Em toda a América Latina, os governos estão a construir complexos industriais gigantes, refinarias de petróleo, minas de ouro e cobre e grandes corredores de transporte, prometendo desenvolvimento nacional e financiamento para políticas sociais. O fenómeno é conhecido como extractivismo redistributivo: as florestas são arrasadas, os aquíferos drenados e as montanhas minadas para financiar programas de bem-estar e de emprego destinados a reduzir a pobreza, mesmo quando a degradação ambiental a aumenta. A Venezuela, a Bolívia e o Equador, sob governos de esquerda, aumentaram a produção petrolífera e mineira.
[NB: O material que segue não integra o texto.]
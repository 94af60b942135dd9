//! # Jira API Errors
//!
//! Maps non-success HTTP responses to a small typed error so callers can tell
//! a Jira-side refusal apart from transport or parsing failures.

use reqwest::{Response, StatusCode};
use serde::Deserialize;
use thiserror::Error;

/// An error response returned by Jira
#[derive(Debug, Error, PartialEq, Eq)]
pub enum JiraApiError {
  #[error("Authentication failed. Please check your Jira credentials.")]
  Unauthorized,
  #[error("Permission denied for {0}")]
  Forbidden(String),
  #[error("{0} not found")]
  NotFound(String),
  #[error("Jira rejected the request: {0}")]
  BadRequest(String),
  #[error("Unexpected error: HTTP {status} - {body}")]
  Unexpected { status: StatusCode, body: String },
}

/// Standard Jira error body
#[derive(Debug, Default, Deserialize)]
#[serde(default, rename_all = "camelCase")]
struct ErrorBody {
  error_messages: Vec<String>,
  errors: serde_json::Map<String, serde_json::Value>,
}

/// Flatten a Jira error body into one line, falling back to the raw text
fn summarize_body(body: &str) -> String {
  let Ok(parsed) = serde_json::from_str::<ErrorBody>(body) else {
    return body.trim().to_string();
  };

  let mut messages = parsed.error_messages;
  messages.extend(parsed.errors.into_iter().map(|(field, value)| match value {
    serde_json::Value::String(message) => format!("{field}: {message}"),
    other => format!("{field}: {other}"),
  }));

  if messages.is_empty() {
    body.trim().to_string()
  } else {
    messages.join("; ")
  }
}

impl JiraApiError {
  /// Build the error for a response status and body.
  ///
  /// `subject` names what was being accessed, e.g. `Issue PROJ-1`.
  pub fn from_status(status: StatusCode, subject: &str, body: &str) -> Self {
    match status {
      StatusCode::UNAUTHORIZED => Self::Unauthorized,
      StatusCode::FORBIDDEN => Self::Forbidden(subject.to_string()),
      StatusCode::NOT_FOUND => Self::NotFound(subject.to_string()),
      StatusCode::BAD_REQUEST => Self::BadRequest(summarize_body(body)),
      _ => Self::Unexpected {
        status,
        body: summarize_body(body),
      },
    }
  }
}

/// Consume an unsuccessful response and turn it into an error
pub(crate) async fn api_error(response: Response, subject: &str) -> anyhow::Error {
  let status = response.status();
  let body = response.text().await.unwrap_or_default();
  tracing::debug!("Jira returned HTTP {status} for {subject}: {body}");
  JiraApiError::from_status(status, subject, &body).into()
}
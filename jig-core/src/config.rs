//! # Configuration Management
//!
//! Loads the JSON config file holding the Jira URL and credentials, resolves
//! where that file lives, and applies environment variable overrides.

use std::fs;
use std::path::{Path, PathBuf};

use anyhow::{Context, Result};
use directories::ProjectDirs;
use serde::{Deserialize, Serialize};
use thiserror::Error;
use tracing::debug;

use crate::consts::{CONFIG_FILE_NAME, ENV_JIG_CONFIG, ENV_JIRA_API_TOKEN, ENV_JIRA_URL, ENV_JIRA_USER};
use crate::url::normalize_jira_url;

/// Errors raised while validating a loaded config
#[derive(Debug, Error, PartialEq, Eq)]
pub enum ConfigError {
  #[error("Config file not found: {0}. Run 'jig config init' to create one.")]
  NotFound(PathBuf),
  #[error("Config field '{0}' is missing or empty")]
  EmptyField(&'static str),
}

/// Represents the configuration directories for the jig application
#[derive(Debug, Clone)]
pub struct ConfigDirs {
  pub config_dir: PathBuf,
  pub data_dir: PathBuf,
}

impl ConfigDirs {
  /// Create a new ConfigDirs instance
  pub fn new() -> Result<Self> {
    let proj_dirs = ProjectDirs::from("dev", "jig", "jig").context("Failed to determine project directories")?;

    Ok(Self {
      config_dir: proj_dirs.config_dir().to_path_buf(),
      data_dir: proj_dirs.data_dir().to_path_buf(),
    })
  }

  /// Get the config directory
  pub fn config_dir(&self) -> &Path {
    &self.config_dir
  }

  /// Get the data directory
  pub fn data_dir(&self) -> &Path {
    &self.data_dir
  }

  /// Get the path to the default config file
  pub fn config_path(&self) -> PathBuf {
    self.config_dir.join(CONFIG_FILE_NAME)
  }
}

/// Get the configuration directories
pub fn get_config_dirs() -> Result<ConfigDirs> {
  ConfigDirs::new()
}

/// Decide which config file to use.
///
/// An explicit path (the `--config` flag) wins, then `$JIG_CONFIG`, then the
/// default location in the user's config directory.
pub fn resolve_config_path(explicit: Option<&Path>) -> Result<PathBuf> {
  if let Some(path) = explicit {
    return Ok(path.to_path_buf());
  }

  if let Ok(path) = std::env::var(ENV_JIG_CONFIG)
    && !path.trim().is_empty()
  {
    return Ok(PathBuf::from(path));
  }

  Ok(get_config_dirs()?.config_path())
}

/// Connection settings for a Jira instance
#[derive(Clone, Serialize, Deserialize, PartialEq, Eq)]
pub struct JigConfig {
  #[serde(default)]
  pub jira_url: String,
  #[serde(default)]
  pub user: String,
  #[serde(default)]
  pub api_token: String,
}

impl std::fmt::Debug for JigConfig {
  fn fmt(&self, f: &mut std::fmt::Formatter<'_>) -> std::fmt::Result {
    f.debug_struct("JigConfig")
      .field("jira_url", &self.jira_url)
      .field("user", &self.user)
      .field("api_token", &self.redacted_token())
      .finish()
  }
}

impl JigConfig {
  /// Build a config from explicit values, normalizing the URL
  pub fn new(jira_url: &str, user: &str, api_token: &str) -> Result<Self> {
    let config = Self {
      jira_url: normalize_jira_url(jira_url)?,
      user: user.trim().to_string(),
      api_token: api_token.trim().to_string(),
    };
    config.validate()?;
    Ok(config)
  }

  /// Load the config file at `path`, apply environment overrides and validate
  pub fn load(path: &Path) -> Result<Self> {
    let mut config = Self::read(path)?;
    config.apply_overrides(|name| std::env::var(name).ok());
    config.finish()
  }

  /// Load without consulting the environment
  pub fn load_without_env(path: &Path) -> Result<Self> {
    Self::read(path)?.finish()
  }

  fn read(path: &Path) -> Result<Self> {
    if !path.exists() {
      return Err(ConfigError::NotFound(path.to_path_buf()).into());
    }

    debug!("Reading config from {}", path.display());
    let content =
      fs::read_to_string(path).with_context(|| format!("Failed to read config from {}", path.display()))?;

    serde_json::from_str(&content).with_context(|| format!("Failed to parse config from {}", path.display()))
  }

  fn finish(mut self) -> Result<Self> {
    self.validate()?;
    self.jira_url = normalize_jira_url(&self.jira_url)?;
    Ok(self)
  }

  /// Replace fields with non-empty values returned by `lookup`.
  ///
  /// `lookup` receives the environment variable name for each field.
  pub fn apply_overrides<F>(&mut self, lookup: F)
  where
    F: Fn(&str) -> Option<String>,
  {
    let fields = [
      (ENV_JIRA_URL, &mut self.jira_url),
      (ENV_JIRA_USER, &mut self.user),
      (ENV_JIRA_API_TOKEN, &mut self.api_token),
    ];

    for (name, field) in fields {
      if let Some(value) = lookup(name).filter(|v| !v.trim().is_empty()) {
        debug!("Overriding config value from ${name}");
        *field = value.trim().to_string();
      }
    }
  }

  /// Check that every field is present
  pub fn validate(&self) -> Result<(), ConfigError> {
    if self.jira_url.trim().is_empty() {
      return Err(ConfigError::EmptyField("jira_url"));
    }
    if self.user.trim().is_empty() {
      return Err(ConfigError::EmptyField("user"));
    }
    if self.api_token.trim().is_empty() {
      return Err(ConfigError::EmptyField("api_token"));
    }
    Ok(())
  }

  /// Save the config as pretty JSON, creating the parent directory
  pub fn save(&self, path: &Path) -> Result<()> {
    if let Some(parent) = path.parent()
      && !parent.as_os_str().is_empty()
    {
      fs::create_dir_all(parent).with_context(|| format!("Failed to create config directory {}", parent.display()))?;
    }

    let content = serde_json::to_string_pretty(self).context("Failed to serialize config to JSON")?;
    fs::write(path, content).with_context(|| format!("Failed to write config to {}", path.display()))?;

    #[cfg(unix)]
    {
      use std::os::unix::fs::PermissionsExt;
      fs::set_permissions(path, fs::Permissions::from_mode(0o600))
        .with_context(|| format!("Failed to restrict permissions on {}", path.display()))?;
    }

    Ok(())
  }

  /// The API token with everything but the last four characters masked
  pub fn redacted_token(&self) -> String {
    let chars: Vec<char> = self.api_token.chars().collect();
    if chars.len() <= 4 {
      return "*".repeat(chars.len());
    }
    let tail: String = chars[chars.len() - 4..].iter().collect();
    format!("{}{tail}", "*".repeat(chars.len() - 4))
  }
}
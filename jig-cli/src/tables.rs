//! # Listing Rows
//!
//! `tabled` row types for every listing command. Each cell is fitted to its
//! column width on construction so tables keep a fixed shape.

use jig_core::dates::display_date;
use jig_core::table::fit;
use jig_jira::{JiraBoard, JiraComment, JiraIssue, JiraProject, JiraSprint};
use tabled::Tabled;

use crate::consts::{COMMENT_WIDTH, DATE_WIDTH, KEY_WIDTH, NAME_WIDTH, STATUS_WIDTH, SUMMARY_WIDTH, TYPE_WIDTH};

/// Shown in place of an empty user or date
const NONE: &str = "-";

#[derive(Tabled)]
pub struct IssueRow {
  #[tabled(rename = "Key")]
  pub key: String,
  #[tabled(rename = "Summary")]
  pub summary: String,
  #[tabled(rename = "Status")]
  pub status: String,
  #[tabled(rename = "Assignee")]
  pub assignee: String,
}

impl From<&JiraIssue> for IssueRow {
  fn from(issue: &JiraIssue) -> Self {
    let assignee = issue.fields.assignee.as_ref().map_or(NONE, |u| u.display_name.as_str());
    Self {
      key: fit(&issue.key, KEY_WIDTH),
      summary: fit(&issue.fields.summary, SUMMARY_WIDTH),
      status: fit(&issue.fields.status.name, STATUS_WIDTH),
      assignee: fit(assignee, NAME_WIDTH),
    }
  }
}

#[derive(Tabled)]
pub struct ProjectRow {
  #[tabled(rename = "Key")]
  pub key: String,
  #[tabled(rename = "Name")]
  pub name: String,
  #[tabled(rename = "Type")]
  pub project_type: String,
  #[tabled(rename = "Lead")]
  pub lead: String,
}

impl From<&JiraProject> for ProjectRow {
  fn from(project: &JiraProject) -> Self {
    Self {
      key: fit(&project.key, KEY_WIDTH),
      name: fit(&project.name, SUMMARY_WIDTH),
      project_type: fit(project.project_type_key.as_deref().unwrap_or(NONE), TYPE_WIDTH),
      lead: fit(
        project.lead.as_ref().map_or(NONE, |u| u.display_name.as_str()),
        NAME_WIDTH,
      ),
    }
  }
}

#[derive(Tabled)]
pub struct BoardRow {
  #[tabled(rename = "ID")]
  pub id: String,
  #[tabled(rename = "Name")]
  pub name: String,
  #[tabled(rename = "Type")]
  pub board_type: String,
  #[tabled(rename = "Project")]
  pub project: String,
}

impl From<&JiraBoard> for BoardRow {
  fn from(board: &JiraBoard) -> Self {
    let project = board
      .location
      .as_ref()
      .and_then(|l| l.project_key.as_deref())
      .unwrap_or(NONE);
    Self {
      id: fit(&board.id.to_string(), 8),
      name: fit(&board.name, SUMMARY_WIDTH),
      board_type: fit(&board.board_type, TYPE_WIDTH),
      project: fit(project, KEY_WIDTH),
    }
  }
}

#[derive(Tabled)]
pub struct SprintRow {
  #[tabled(rename = "ID")]
  pub id: String,
  #[tabled(rename = "Name")]
  pub name: String,
  #[tabled(rename = "State")]
  pub state: String,
  #[tabled(rename = "Start")]
  pub start: String,
  #[tabled(rename = "End")]
  pub end: String,
}

impl From<&JiraSprint> for SprintRow {
  fn from(sprint: &JiraSprint) -> Self {
    let date = |value: &Option<String>| {
      let shown = value.as_deref().map_or_else(|| NONE.to_string(), display_date);
      fit(&shown, DATE_WIDTH)
    };
    Self {
      id: fit(&sprint.id.to_string(), 8),
      name: fit(&sprint.name, NAME_WIDTH),
      state: fit(&sprint.state, TYPE_WIDTH),
      start: date(&sprint.start_date),
      end: date(&sprint.end_date),
    }
  }
}

#[derive(Tabled)]
pub struct CommentRow {
  #[tabled(rename = "Author")]
  pub author: String,
  #[tabled(rename = "Created")]
  pub created: String,
  #[tabled(rename = "Comment")]
  pub body: String,
}

impl From<&JiraComment> for CommentRow {
  fn from(comment: &JiraComment) -> Self {
    Self {
      author: fit(
        comment.author.as_ref().map_or(NONE, |u| u.display_name.as_str()),
        NAME_WIDTH,
      ),
      created: fit(
        &comment.created.as_deref().map_or_else(|| NONE.to_string(), display_date),
        DATE_WIDTH,
      ),
      body: fit(&comment.body, COMMENT_WIDTH),
    }
  }
}

/// Row for `story import --dry-run`
#[derive(Tabled)]
pub struct ImportPreviewRow {
  #[tabled(rename = "Row")]
  pub row: String,
  #[tabled(rename = "Type")]
  pub issue_type: String,
  #[tabled(rename = "Summary")]
  pub summary: String,
  #[tabled(rename = "Assignee")]
  pub assignee: String,
}

impl From<&jig_core::import::ImportRow> for ImportPreviewRow {
  fn from(row: &jig_core::import::ImportRow) -> Self {
    Self {
      row: fit(&row.row.to_string(), 5),
      issue_type: fit(&row.issue_type, TYPE_WIDTH),
      summary: fit(&row.summary, SUMMARY_WIDTH),
      assignee: fit(row.assignee.as_deref().unwrap_or(NONE), NAME_WIDTH),
    }
  }
}

/// Rows for a list of issues
pub fn issue_rows(issues: &[JiraIssue]) -> Vec<IssueRow> {
  issues.iter().map(IssueRow::from).collect()
}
Alguns “megaprojectos”, como a capital do Brasil, Brasília, construída de raiz nas terras altas que outrora albergaram comunidades indígenas, são símbolos do poder estatal. O atual presidente do Brasil, Luiz Inácio Lula da Silva, apesar de prometer proteger os direitos indígenas e o meio ambiente, está promovendo uma ferrovia através do território indígena Kayapó que desmataria vastas áreas da Amazônia. Ele também está promovendo uma rodovia que atravessa florestas tropicais intocadas e uma barragem gigante que dizimou ecossistemas fluviais. O autoproclamado governo de esquerda do México também aprovou, nos últimos quatro anos, uma dúzia de grandes projetos, incluindo uma enorme rede ferroviária no território tradicional maia, uma enorme refinaria de petróleo, uma grande central eléctrica a gás e um corredor industrial militarizado. ao longo de uma ferrovia de quatro vias que liga os oceanos Atlântico e Pacífico que, segundo Andrés Manuel López Obrador, o atual presidente do país, desenvolveria as regiões mais pobres do sul do México. Os projectos extractivos da Argentina cresceram na década de 2000, à medida que o país transformava a sua economia para se tornar um dos principais produtores de prata, cobre, ouro, lítio e petróleo da América Latina. Cerca de quarenta por cento da produção de petróleo da Argentina vem da Patagônia, a região ao sul de Bahía Blanca.

Sandra, Gabriel e eu jantamos no Gambrinus, um restaurante muito bem avaliado por seus pratos tradicionais ítalo-argentinos. Na altura, Sandra estava a investigar as políticas fiscais e as despesas públicas do governo para o La Nación, um diário nacional; nos anos seguintes, ela contribuiria com reportagens para os Panama Papers e Paradise Papers, que vazaram algumas das contas bancárias secretas e offshore da elite global. Gabriel relatou sobre os assuntos locais de Bahía Blanca para uma estação de rádio universitária, uma revista online hiperlocal que ele e Sandra co-fundaram chamada Solo Local, e Clarín, o maior conglomerado de mídia da Argentina. As filhas de Sandra estudaram em renomadas universidades de Bahía Blanca. Ela elogiou os museus e as lojas da cidade, mas me disse que a questão mais importante em Bahía Blanca – pouco divulgada nacional ou internacionalmente – era a poluição. “A cidade em que cresci está fortemente contaminada”, disse ela. Depois do jantar de peixe importado, eles insistiram em me levar para passear.

Passamos pelos estreitos vestiários de madeira na praia, principalmente para turistas argentinos, antes que a paisagem se abrisse para estradas largas, armazéns e estacionamentos industriais. Nos arredores da cidade, Sandra estacionou o carro ao lado de uma fábrica repleta de canos entrelaçados. As chamas giravam de forma audível, como um vento forte, no topo das chaminés. Lâmpadas halógenas laranja iluminavam a planta contra o céu. Sandra me contou que esta zona industrial, um município chamado Ingeniero White, abriga mais de uma dúzia de fábricas petroquímicas, de fertilizantes e de grãos, algumas delas as maiores do gênero no mundo. É, disse ela, um dos lugares mais poluídos da Argentina. Eu decidi me mudar.